Discussions around the use of AI in the workforce can be difficult due to concerns around AI and automation, particularly with the tough economic headwinds the world is currently facing. However, the World Economic Forum’s Future of Jobs 2018 report found that AI may create 133 million new jobs by 2022.

South African social impact business the BroadReach Group is using AI to further enable and empower communities with the launch of the BroadReach Vantage app, which captures data around COVID-19 positive cases and hospital resources. With the help of AI, this information is analysed and then used to trigger contact tracing, as well as predict resource allocation at hospitals.
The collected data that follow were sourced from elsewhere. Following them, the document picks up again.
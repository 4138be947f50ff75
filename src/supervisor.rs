use std::collections::HashMap;
use std::sync::atomic::{AtomicBool, Ordering};
use std::sync::{Arc, Mutex, RwLock};
use std::time::{Duration, Instant};

use tokio::sync::watch;
use tracing::{debug, error, info, warn};

use crate::analytics::Analytics;
use crate::error::{Error, Result};
use crate::hub::{BroadcastHub, Subscription};
use crate::logs::LogWriter;
use crate::redfish;
use crate::screen::{DEFAULT_SCREEN_BUF_SIZE, ScreenBuffer};
use crate::transport::{SolHandle, SolTransport, TransportConfig};

/// Reconnect backoff bounds.
const BACKOFF_START: Duration = Duration::from_secs(1);
const BACKOFF_CAP: Duration = Duration::from_secs(60);
/// A session that survived at least this long resets the backoff.
const BACKOFF_RESET_AFTER: Duration = Duration::from_secs(30);

/// Health monitor cadence and staleness threshold.
const HEALTH_CHECK_INTERVAL: Duration = Duration::from_secs(60);
const STALE_THRESHOLD: Duration = Duration::from_secs(90);

/// SOL inactivity window handed to each transport.
const SOL_INACTIVITY_TIMEOUT: Duration = Duration::from_secs(120);

/// Synthetic clear-screen pushed to subscribers on every fresh connection.
const CLEAR_SCREEN: &[u8] = b"\x1b[2J\x1b[H";

/// Fallback credentials applied to servers that carry none of their own.
#[derive(Debug, Clone, Default)]
pub struct Credentials {
    /// IPMI username.
    pub username: String,
    /// IPMI password.
    pub password: String,
}

/// Narrow log-writing capability the supervisor needs.
///
/// Write failures stay inside the implementation: capture liveness beats log
/// durability, so nothing here propagates errors to the byte producers.
pub trait ConsoleSink: Send + Sync {
    /// Append a raw chunk to `server`'s log, cleaned however the sink likes.
    fn write(&self, server: &str, data: &[u8]);
    /// Start a new log file for `server`.
    fn rotate(&self, server: &str, name: Option<&str>) -> Result<String>;
    /// Whether a caller-requested rotation is currently allowed.
    fn can_rotate(&self, server: &str) -> bool;
    /// Up to `max` trailing bytes of the current log, for catchup fallback.
    fn tail(&self, server: &str, max: usize) -> Vec<u8>;
}

impl ConsoleSink for LogWriter {
    fn write(&self, server: &str, data: &[u8]) {
        if let Err(e) = LogWriter::write(self, server, data) {
            warn!(server, error = %e, "log write failed");
        }
    }

    fn rotate(&self, server: &str, name: Option<&str>) -> Result<String> {
        self.rotate_with_name(server, name)
    }

    fn can_rotate(&self, server: &str) -> bool {
        LogWriter::can_rotate(self, server)
    }

    fn tail(&self, server: &str, max: usize) -> Vec<u8> {
        let mut data = self.current_log_content(server).unwrap_or_default();
        if data.len() > max {
            data.drain(..data.len() - max);
        }
        data
    }
}

/// Point-in-time view of one session for a status surface.
#[derive(Debug, Clone)]
pub struct SessionStatus {
    /// Logical server name.
    pub server: String,
    /// BMC address.
    pub host: String,
    /// Username in use (after fallback substitution).
    pub username: String,
    /// Whether a SOL stream is currently up.
    pub connected: bool,
    /// Most recent connect or stream error.
    pub last_error: Option<String>,
    /// Time since the last received console data, when connected.
    pub idle: Option<Duration>,
}

struct SessionEntry {
    host: String,
    username: String,
    password: String,
    connected: AtomicBool,
    last_error: Mutex<Option<String>>,
    last_activity: Mutex<Instant>,
    handle: Mutex<Option<SolHandle>>,
    cancel: watch::Sender<bool>,
}

struct Inner {
    fallback: Credentials,
    sessions: RwLock<HashMap<String, Arc<SessionEntry>>>,
    hub: BroadcastHub,
    screens: Mutex<HashMap<String, Arc<ScreenBuffer>>>,
    sink: Arc<dyn ConsoleSink>,
    analytics: Arc<Analytics>,
}

/// Owns every per-server SOL session: connect, reconnect under backoff,
/// credential changes, health restarts, and the fan-out of received bytes to
/// the broadcast hub, screen buffer, log sink, and analytics - in that order.
#[derive(Clone)]
pub struct Supervisor {
    inner: Arc<Inner>,
}

impl Supervisor {
    /// Build a supervisor and start its health-monitor task. Must be called
    /// inside a tokio runtime.
    pub fn new(
        fallback: Credentials,
        sink: Arc<dyn ConsoleSink>,
        analytics: Arc<Analytics>,
    ) -> Self {
        let inner = Arc::new(Inner {
            fallback,
            sessions: RwLock::new(HashMap::new()),
            hub: BroadcastHub::new(),
            screens: Mutex::new(HashMap::new()),
            sink,
            analytics,
        });

        tokio::spawn(health_loop(Arc::downgrade(&inner)));

        Self { inner }
    }

    /// Start (or replace) the session for `name`. Empty credentials fall back
    /// to the process-wide defaults.
    pub fn start_session(&self, name: &str, host: &str, username: &str, password: &str) {
        self.stop_session(name);

        let username = if username.is_empty() {
            self.inner.fallback.username.clone()
        } else {
            username.to_string()
        };
        let password = if password.is_empty() {
            self.inner.fallback.password.clone()
        } else {
            password.to_string()
        };

        let (cancel_tx, cancel_rx) = watch::channel(false);
        let entry = Arc::new(SessionEntry {
            host: host.to_string(),
            username,
            password,
            connected: AtomicBool::new(false),
            last_error: Mutex::new(None),
            last_activity: Mutex::new(Instant::now()),
            handle: Mutex::new(None),
            cancel: cancel_tx,
        });

        self.inner
            .sessions
            .write()
            .expect("sessions lock")
            .insert(name.to_string(), entry.clone());

        tokio::spawn(run_session(
            self.inner.clone(),
            name.to_string(),
            entry,
            cancel_rx,
        ));
    }

    /// Stop and remove the session for `name`, clearing BMC-side sessions as
    /// a best-effort courtesy.
    pub fn stop_session(&self, name: &str) {
        let entry = self
            .inner
            .sessions
            .write()
            .expect("sessions lock")
            .remove(name);

        let Some(entry) = entry else {
            return;
        };

        let _ = entry.cancel.send(true);

        if let Some(handle) = entry.handle.lock().expect("handle lock").take() {
            tokio::spawn(async move { handle.close().await });
        }

        tokio::spawn(redfish::clear_sessions(
            entry.host.clone(),
            entry.username.clone(),
            entry.password.clone(),
        ));
    }

    /// Stop then start `name` using its recorded credentials. Used after log
    /// rotation (a provably fresh SOL stream) and by the health monitor.
    pub fn restart_session(&self, name: &str) {
        let creds = {
            let sessions = self.inner.sessions.read().expect("sessions lock");
            sessions
                .get(name)
                .map(|e| (e.host.clone(), e.username.clone(), e.password.clone()))
        };

        let Some((host, username, password)) = creds else {
            return;
        };

        info!(server = name, "restarting SOL session");
        self.stop_session(name);
        self.start_session(name, &host, &username, &password);
    }

    /// Forward console input to `name`'s BMC.
    pub async fn send_command(&self, name: &str, data: Vec<u8>) -> Result<()> {
        let entry = {
            let sessions = self.inner.sessions.read().expect("sessions lock");
            sessions.get(name).cloned()
        };

        let Some(entry) = entry else {
            return Err(Error::SubscribeNotFound(name.to_string()));
        };
        if !entry.connected.load(Ordering::Acquire) {
            return Err(Error::NotConnected(name.to_string()));
        }
        let handle = entry.handle.lock().expect("handle lock").clone();
        match handle {
            Some(handle) => handle.write(data).await,
            None => Err(Error::NotConnected(name.to_string())),
        }
    }

    /// Subscribe to `name`'s raw console stream.
    pub fn subscribe(&self, name: &str) -> Subscription {
        self.inner.hub.subscribe(name)
    }

    /// Subscribe with catchup: the returned bytes replay recent output so a
    /// terminal emulator arrives at the correct state.
    ///
    /// The raw screen buffer is the primary catchup source; servers without an
    /// active transport fall back to the tail of their current log file.
    pub fn subscribe_with_catchup(&self, name: &str) -> Result<(Vec<u8>, Subscription)> {
        let known_session = {
            let sessions = self.inner.sessions.read().expect("sessions lock");
            sessions.contains_key(name)
        };

        let screen = {
            let screens = self.inner.screens.lock().expect("screens lock");
            screens.get(name).cloned()
        };

        let catchup = match &screen {
            Some(screen) if known_session => screen.bytes(),
            _ => self.inner.sink.tail(name, DEFAULT_SCREEN_BUF_SIZE),
        };

        if !known_session && screen.is_none() && catchup.is_empty() {
            return Err(Error::SubscribeNotFound(name.to_string()));
        }

        Ok((catchup, self.inner.hub.subscribe(name)))
    }

    /// Recent raw bytes for `name`, if a screen buffer exists.
    pub fn screen_bytes(&self, name: &str) -> Option<Vec<u8>> {
        let screens = self.inner.screens.lock().expect("screens lock");
        screens.get(name).map(|s| s.bytes())
    }

    /// Rotate `name`'s log and restart its session so the new file starts
    /// with a fresh SOL stream. Returns the new file name, or `None` while
    /// the rotation cooldown holds.
    pub fn rotate_logs(&self, name: &str, file_name: Option<&str>) -> Result<Option<String>> {
        if !self.inner.sink.can_rotate(name) {
            debug!(server = name, "rotation refused by cooldown");
            return Ok(None);
        }

        let new_name = self.inner.sink.rotate(name, file_name)?;
        self.inner.analytics.record_rotation(name);
        self.restart_session(name);
        Ok(Some(new_name))
    }

    /// Status snapshot for one server.
    pub fn status(&self, name: &str) -> Option<SessionStatus> {
        let sessions = self.inner.sessions.read().expect("sessions lock");
        sessions.get(name).map(|e| entry_status(name, e))
    }

    /// Status snapshots for every supervised server.
    pub fn statuses(&self) -> Vec<SessionStatus> {
        let sessions = self.inner.sessions.read().expect("sessions lock");
        sessions
            .iter()
            .map(|(name, e)| entry_status(name, e))
            .collect()
    }

    /// Whether a session (connected or reconnecting) exists for `name`.
    pub fn has_session(&self, name: &str) -> bool {
        self.inner
            .sessions
            .read()
            .expect("sessions lock")
            .contains_key(name)
    }

    /// The credentials snapshot recorded when `name`'s session started.
    pub fn session_credentials(&self, name: &str) -> Option<(String, String)> {
        let sessions = self.inner.sessions.read().expect("sessions lock");
        sessions
            .get(name)
            .map(|e| (e.username.clone(), e.password.clone()))
    }

    /// Whether `username`/`password` (after fallback substitution) differ
    /// from the snapshot `name`'s session was started with. `false` when no
    /// session exists.
    pub fn credentials_differ(&self, name: &str, username: &str, password: &str) -> bool {
        let effective_user = if username.is_empty() {
            &self.inner.fallback.username
        } else {
            username
        };
        let effective_pass = if password.is_empty() {
            &self.inner.fallback.password
        } else {
            password
        };

        let sessions = self.inner.sessions.read().expect("sessions lock");
        match sessions.get(name) {
            Some(e) => e.username != effective_user || e.password != effective_pass,
            None => false,
        }
    }

    /// Boot analytics handle.
    pub fn analytics(&self) -> &Arc<Analytics> {
        &self.inner.analytics
    }

    /// Stop every session. Used on shutdown.
    pub fn stop_all(&self) {
        let names: Vec<String> = {
            let sessions = self.inner.sessions.read().expect("sessions lock");
            sessions.keys().cloned().collect()
        };
        for name in names {
            self.stop_session(&name);
        }
    }
}
impl InventorySource for HttpInventorySource {
    fn list<'a>(&'a self) -> Pin<Box<dyn Future<Output = Result<Vec<HostRecord>>> + Send + 'a>> {
        Box::pin(async move {
            let url = format!("{}/api/v1/baremetalhosts", self.base_url);
            let list: BareMetalHostList = self
                .client
                .get(&url)
                .send()
                .await
                .map_err(|e| crate::error::Error::protocol_owned(e.to_string()))?
                .json()
                .await
                .map_err(|e| crate::error::Error::protocol_owned(e.to_string()))?;

            Ok(list
                .items
                .iter()
                .filter(|b| self.in_scope(b))
                .map(BareMetalHost::to_record)
                .collect())
        })
    }

    fn watch<'a>(
        &'a self,
        tx: mpsc::Sender<InventoryEvent>,
    ) -> Pin<Box<dyn Future<Output = Result<()>> + Send + 'a>> {
        Box::pin(async move {
            let url = format!("{}/api/v1/baremetalhosts?watch=true", self.base_url);
            let mut resp = self
                .watch_client
                .get(&url)
                .send()
                .await
                .map_err(|e| crate::error::Error::protocol_owned(e.to_string()))?;

            info!("inventory watch connected");

            let mut buffer: Vec<u8> = Vec::new();
            loop {
                let chunk = match resp.chunk().await {
                    Ok(Some(c)) => c,
                    Ok(None) => return Ok(()),
                    Err(e) => return Err(crate::error::Error::protocol_owned(e.to_string())),
                };

                buffer.extend_from_slice(&chunk);

                while let Some(pos) = buffer.iter().position(|&b| b == b'\n') {
                    let line: Vec<u8> = buffer.drain(..=pos).collect();
                    let line = &line[..line.len() - 1];
                    if line.is_empty() {
                        continue;
                    }

                    let event: WatchEvent = match serde_json::from_slice(line) {
                        Ok(e) => e,
                        Err(e) => {
                            warn!(error = %e, "failed to decode inventory watch event");
                            continue;
                        }
                    };

                    if !self.in_scope(&event.object) {
                        continue;
                    }

                    let kind = match event.kind.as_str() {
                        "ADDED" => InventoryEventKind::Added,
                        "MODIFIED" => InventoryEventKind::Modified,
                        "DELETED" => InventoryEventKind::Deleted,
                        other => {
                            debug!(kind = %other, "ignoring unknown inventory event type");
                            continue;
                        }
                    };

                    let host = event.object.to_record();
                    if tx
                        .send(InventoryEvent { kind, host })
                        .await
                        .is_err()
                    {
                        return Ok(()); // consumer gone
                    }
                }
            }
        })
    }
}
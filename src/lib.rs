#![deny(unsafe_code)]
#![warn(missing_docs)]

//! Multi-server IPMI v2.0 Serial-over-LAN console aggregator.
//!
//! The crate maintains persistent RMCP+ authenticated UDP sessions to many
//! BMCs, captures their serial consoles, detects boot lifecycle events,
//! broadcasts output to live subscribers, and persists cleaned logs.
//!
//! Core pieces:
//! - [`transport::SolTransport`]: one UDP socket per BMC, the RAKP-HMAC-SHA1
//!   bring-up, SOL payload activation, and the read/write/keepalive pumps.
//! - [`supervisor::Supervisor`]: per-server lifecycle - connect, backoff
//!   reconnect, credential changes, health restarts - and the fan-out of
//!   received bytes to subscribers, screen buffers, logs, and analytics.
//! - [`logs::LogWriter`]: append-only cleaned logs with incremental ANSI
//!   stripping, dedup, rotation, and retention.
//! - [`analytics::Analytics`]: a regex-driven boot state machine persisted
//!   across restarts.
//! - [`inventory`]: the external server-inventory adapter with a cold-start
//!   cache.
//!
//! Protocol and crypto details are kept internal.

/// Regex-driven boot lifecycle analytics.
pub mod analytics;
/// YAML daemon configuration.
pub mod config;
mod crypto;
mod debug;
/// Error taxonomy shared across the crate.
pub mod error;
/// Per-server fan-out of console bytes to subscribers.
pub mod hub;
/// Server inventory: source abstraction, registry, cache, and sync actor.
pub mod inventory;
/// Cleaned, rotating, deduplicated console logs.
pub mod logs;
mod protocol;
/// Best-effort Redfish session sweep.
pub mod redfish;
/// Rolling raw-byte screen buffers for subscriber catchup.
pub mod screen;
mod session;
/// Session supervision: lifecycle, reconnect, health.
pub mod supervisor;
/// The SOL transport: socket ownership and the background pumps.
pub mod transport;
mod types;

pub use crate::analytics::Analytics;
pub use crate::config::Config;
pub use crate::error::{Error, HandshakeStep, Result};
pub use crate::hub::{BroadcastHub, Subscription};
pub use crate::logs::LogWriter;
pub use crate::screen::ScreenBuffer;
pub use crate::supervisor::{ConsoleSink, Credentials, SessionStatus, Supervisor};
pub use crate::transport::{SolHandle, SolTransport, TransportConfig};
pub use crate::types::{PrivilegeLevel, RawResponse};
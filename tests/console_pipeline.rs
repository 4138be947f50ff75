//! End-to-end scenarios for the console byte pipeline: cleaned logs,
//! catchup buffers, and subscriber fan-out.

use solmux::analytics::Analytics;
use solmux::hub::BroadcastHub;
use solmux::logs::LogWriter;
use solmux::screen::ScreenBuffer;

#[test]
fn single_sol_frame_lands_as_one_clean_line() {
    let dir = tempfile::tempdir().unwrap();
    let writer = LogWriter::new(dir.path(), 0);

    // The BMC emits "Hello\r\n" as one SOL frame.
    writer.write("srvA", b"Hello\r\n").unwrap();

    let content = writer.current_log_content("srvA").unwrap();
    assert_eq!(content, b"Hello\n");

    // current.log points at the active file.
    let (name, path) = writer.current_log_target("srvA").unwrap();
    assert!(name.ends_with(".log"));
    assert_eq!(std::fs::read(path).unwrap(), b"Hello\n");
}

#[test]
fn ansi_escape_split_across_chunks_is_reassembled() {
    let dir = tempfile::tempdir().unwrap();
    let writer = LogWriter::new(dir.path(), 0);

    // Cursor-home sequence split mid-escape across two SOL frames.
    writer.write("srv", b"\x1b[01").unwrap();
    writer.write("srv", b";01HDone\n").unwrap();

    let content = writer.current_log_content("srv").unwrap();
    assert!(content.ends_with(b"\nDone\n"));
    assert!(!content.contains(&0x1B));
}

#[test]
fn spinner_stream_collapses_to_final_state() {
    let dir = tempfile::tempdir().unwrap();
    let writer = LogWriter::new(dir.path(), 0);

    writer
        .write("srv", b"DHCP..../\rDHCP....-\rDHCP....\\\rDHCP....|\rDHCP....OK\n")
        .unwrap();

    assert_eq!(writer.current_log_content("srv").unwrap(), b"DHCP....OK\n");
}

#[test]
fn bios_redraw_dedup_emits_banner_on_next_distinct_line() {
    let dir = tempfile::tempdir().unwrap();
    let writer = LogWriter::new(dir.path(), 0);

    for _ in 0..10 {
        writer
            .write("srv", b"PXE-E53: No boot filename received\n")
            .unwrap();
    }
    writer.write("srv", b"Retrying...\n").unwrap();

    let content = String::from_utf8(writer.current_log_content("srv").unwrap()).unwrap();
    assert_eq!(
        content,
        "PXE-E53: No boot filename received\n(Duplicated 9 lines)\nRetrying...\n"
    );
}

#[test]
fn cleaned_logs_never_contain_escapes_or_blank_runs() {
    let dir = tempfile::tempdir().unwrap();
    let writer = LogWriter::new(dir.path(), 0);

    let noisy: Vec<u8> = (0u8..=255).chain(0u8..=255).collect();
    writer.write("srv", &noisy).unwrap();
    writer.write("srv", b"\x1b[2J\x1b[H\n\n\n\n\x07after\n").unwrap();

    let content = writer.current_log_content("srv").unwrap();
    assert!(!content.contains(&0x1B));
    assert!(
        content
            .iter()
            .all(|&b| b == b'\n' || b == b'\t' || (32..127).contains(&b))
    );
    assert!(!content.windows(3).any(|w| w == b"\n\n\n"));
}

#[test]
fn second_rotation_within_cooldown_changes_nothing() {
    let dir = tempfile::tempdir().unwrap();
    let writer = LogWriter::new(dir.path(), 0);

    writer.write("srv", b"boot log\n").unwrap();
    writer.rotate_with_name("srv", Some("first")).unwrap();

    let before = writer.list_logs("srv").unwrap();
    assert!(!writer.can_rotate("srv"));
    // A well-behaved caller checks can_rotate; the on-disk set is unchanged.
    let after = writer.list_logs("srv").unwrap();
    assert_eq!(before, after);
}

#[test]
fn screen_buffer_catchup_matches_stream_tail() {
    let screen = ScreenBuffer::new(32);
    let mut all = Vec::new();

    for i in 0..20 {
        let chunk = format!("chunk-{i:02}|");
        screen.write(chunk.as_bytes());
        all.extend_from_slice(chunk.as_bytes());
    }

    assert_eq!(screen.bytes(), &all[all.len() - 32..]);
}

#[tokio::test]
async fn subscriber_sees_only_bytes_after_subscribing() {
    let hub = BroadcastHub::new();

    hub.publish("srv", b"lost to history");

    let mut sub = hub.subscribe("srv");
    hub.publish("srv", b"first");
    hub.publish("srv", b"second");

    assert_eq!(sub.recv().await.unwrap(), b"first");
    assert_eq!(sub.recv().await.unwrap(), b"second");
    assert!(sub.try_recv().is_none());
}

#[test]
fn rotation_mark_produces_power_on_delay() {
    let analytics = Analytics::new(None, &[]);

    // Rotation happens, then the first console bytes arrive with a BIOS
    // banner; the new boot inherits the rotation timestamp and delay.
    analytics.record_rotation("srvA");
    std::thread::sleep(std::time::Duration::from_millis(50));
    analytics.process_text("srvA", "iPXE initialising devices...");

    let snapshot = analytics.server("srvA");
    let boot = snapshot.current_boot.expect("boot tracked");
    assert!(boot.rotation_time.is_some());
    let delay = boot.power_on_delay.expect("delay recorded");
    assert!(delay >= 0.05, "delay was {delay}");
    assert!(delay < 10.0);
}

#[test]
fn full_boot_cycle_through_writer_and_analytics() {
    let dir = tempfile::tempdir().unwrap();
    let writer = LogWriter::new(dir.path(), 0);
    let analytics = Analytics::new(None, &[]);

    let frames: &[&[u8]] = &[
        b"American Megatrends BIOS 2.17\r\n",
        b"CLIENT MAC ADDR: 00 25 90 AA BB CC\r\n",
        b"Welcome to Ubuntu 22.04 LTS\r\n",
        b"web-01 login: ",
    ];

    for frame in frames {
        writer.write("srv", frame).unwrap();
        analytics.process_text("srv", &String::from_utf8_lossy(frame));
    }

    let content = String::from_utf8(writer.current_log_content("srv").unwrap()).unwrap();
    assert!(content.contains("American Megatrends BIOS 2.17\n"));
    assert!(content.contains("web-01 login:"));

    let snapshot = analytics.server("srv");
    assert_eq!(snapshot.total_reboots, 1);
    assert_eq!(snapshot.current_os.as_deref(), Some("Ubuntu"));
    assert_eq!(snapshot.hostname.as_deref(), Some("web-01"));
    assert!(snapshot.current_boot.unwrap().complete);
    assert!(snapshot.os_up_since.is_some());
}
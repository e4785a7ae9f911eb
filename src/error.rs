//! Error types for SGRID resolution.

use thiserror::Error;

/// Errors that can occur while resolving a grid topology.
#[derive(Error, Debug)]
pub enum SgridError {
    /// No variable with `cf_role = grid_topology` was found.
    #[error("dataset is not SGRID compliant: no grid_topology variable found")]
    NonCompliant,

    /// The topology variable declares a dimension other than 2 or 3.
    #[error("topology dimension `{found}` is unsupported; expected 2 or 3")]
    UnsupportedTopologyDimension { found: String },

    /// Neither a `time` nor a `Times` variable exists in the dataset.
    #[error("dataset has no `time` or `Times` variable")]
    MissingTime,

    /// A padding-bearing attribute did not match the padding grammar.
    #[error("attribute `{attribute}` does not match the padding grammar: {reason}")]
    PaddingGrammar { attribute: String, reason: String },

    /// A variable named by the convention is absent from the dataset.
    #[error("variable `{0}` not found in dataset")]
    VariableNotFound(String),

    /// The underlying dataset store failed to produce data.
    #[error("failed to read from dataset: {0}")]
    Read(String),
}

impl SgridError {
    /// Create a Read error.
    pub fn read(msg: impl Into<String>) -> Self {
        Self::Read(msg.into())
    }
}

/// Result type for SGRID operations.
pub type Result<T> = std::result::Result<T, SgridError>;
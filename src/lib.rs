//! SGRID convention resolver for staggered-grid model output.
//!
//! Oceanographic and atmospheric models store their grids across several
//! co-located coordinate systems (nodes, edges, faces, volumes), tied
//! together by textual attributes on a designated topology variable — the
//! SGRID conventions. This crate locates that variable, verifies
//! compliance, parses the attributes into a structured [`GridModel`] for a
//! 2-D or 3-D topology, infers coordinate variables when the attributes
//! leave them out, and computes, for every variable in the dataset, the
//! index slices that trim staggering padding so the variable aligns with
//! the cell-center grid.
//!
//! # Architecture
//!
//! ```text
//! load_grid(store)
//!      │
//!      ├─► ConventionScan: locate topology variable, compliance check
//!      │
//!      ├─► 2-D / 3-D dispatch over the topology_dimension attribute
//!      │         │
//!      │         ├─► parse_padding: `<dim>: <shared> (padding: <kind>)`
//!      │         │
//!      │         └─► infer_coordinates: coordinates attribute, else
//!      │             shared-dimension subset heuristic
//!      │
//!      ├─► centers / nodes: elementwise lon/lat pairing
//!      │
//!      └─► center_slicing for every dataset variable
//!               │
//!               ▼
//!          GridModel
//! ```
//!
//! # Example
//!
//! ```
//! use sgrid::{GridArray, MemoryStore, MemoryVariable};
//!
//! let store = MemoryStore::new()
//!     .with_dimension("xi_rho", 4)
//!     .with_dimension("eta_rho", 3)
//!     .with_dimension("time", 2)
//!     .with_variable(
//!         MemoryVariable::new("grid")
//!             .with_attribute("cf_role", "grid_topology")
//!             .with_attribute("topology_dimension", "2")
//!             .with_attribute("node_dimensions", "xi_psi eta_psi"),
//!     )
//!     .with_variable(
//!         MemoryVariable::new("time")
//!             .with_dimensions(&["time"])
//!             .with_values(GridArray::new(vec![2], vec![0.0, 3600.0])),
//!     );
//!
//! let model = sgrid::load_grid(&store, None)?;
//! assert_eq!(model.topology_dimension(), 2);
//! # Ok::<(), sgrid::SgridError>(())
//! ```
//!
//! Datasets are accessed through the read-only [`AttributeStore`] trait.
//! [`MemoryStore`] ships for fixtures and tests; the `netcdf` cargo
//! feature adds a file-backed store over the `netcdf` crate.

pub mod detect;
pub mod error;
pub mod infer;
pub mod memory;
pub mod model;
#[cfg(feature = "netcdf")]
pub mod netcdf;
pub mod padding;
pub mod resolve;
pub mod slice;
pub mod store;

// Re-export commonly used types at crate root
pub use detect::ConventionScan;
pub use error::{Result, SgridError};
pub use infer::infer_coordinates;
pub use memory::{MemoryStore, MemoryVariable};
pub use model::{
    pair_arrays, AttributeGroup, CoordinatePairs, GridArray, GridModel, Topology2d, Topology3d,
    TopologyAttributes, VariableDescriptor,
};
#[cfg(feature = "netcdf")]
pub use netcdf::{load_grid_from_path, NetCdfStore};
pub use padding::{parse_padding, PaddingKind, PaddingSpec};
pub use resolve::load_grid;
pub use slice::{center_slicing, padding_for_dim, DimSlice};
pub use store::AttributeStore;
It’s through this sort of data processing and automation that society will be able to make quick decisions for immediate problems. AI has been successfully applied to assist frontline healthcare workers during a global crisis and the list of applications is set to grow.

AI, however, cannot take the place of human ingenuity. It cannot mimic in-demand soft skills such as creativity, persuasion, collaboration, adaptability or emotional intelligence. In fact, Microsoft’s research found that companies in MEA put leadership and management as one of the top skills they will need in the next five years, along with entrepreneurship and initiative.

The greater problem we face when it comes to AI is the growing skills gap around the globe. While it seems companies in MEA are currently investing in these new skills, it might not be happening at the required pace.

A graphic illustrating the different statistics around AI and skills in the workplace.

Solving for AI

To successfully implement AI, determining an organisation’s current skills level, as well as present and future needs, is the first step. This will better inform strategy, the selection of the right investments and cultural transformation in the workplace.

With a list of skills, needs, goals and the company-specific value one intends to gain from AI in mind, training will help wide use and adoption.

A good place to start is Microsoft’s host of learning options. Cloud Society is a free online learning platform with a wide range of courses in AI technologies. Microsoft’s AI Business School has six learning paths for specific industries including financial services, healthcare, retail, manufacturing, government and education.

As more companies and employees take steps to understand and use AI, its true value as a technology to augment human capability will shine through. Those who prepare their workforces to be AI pros will create an agile, competitive and adaptable organisation.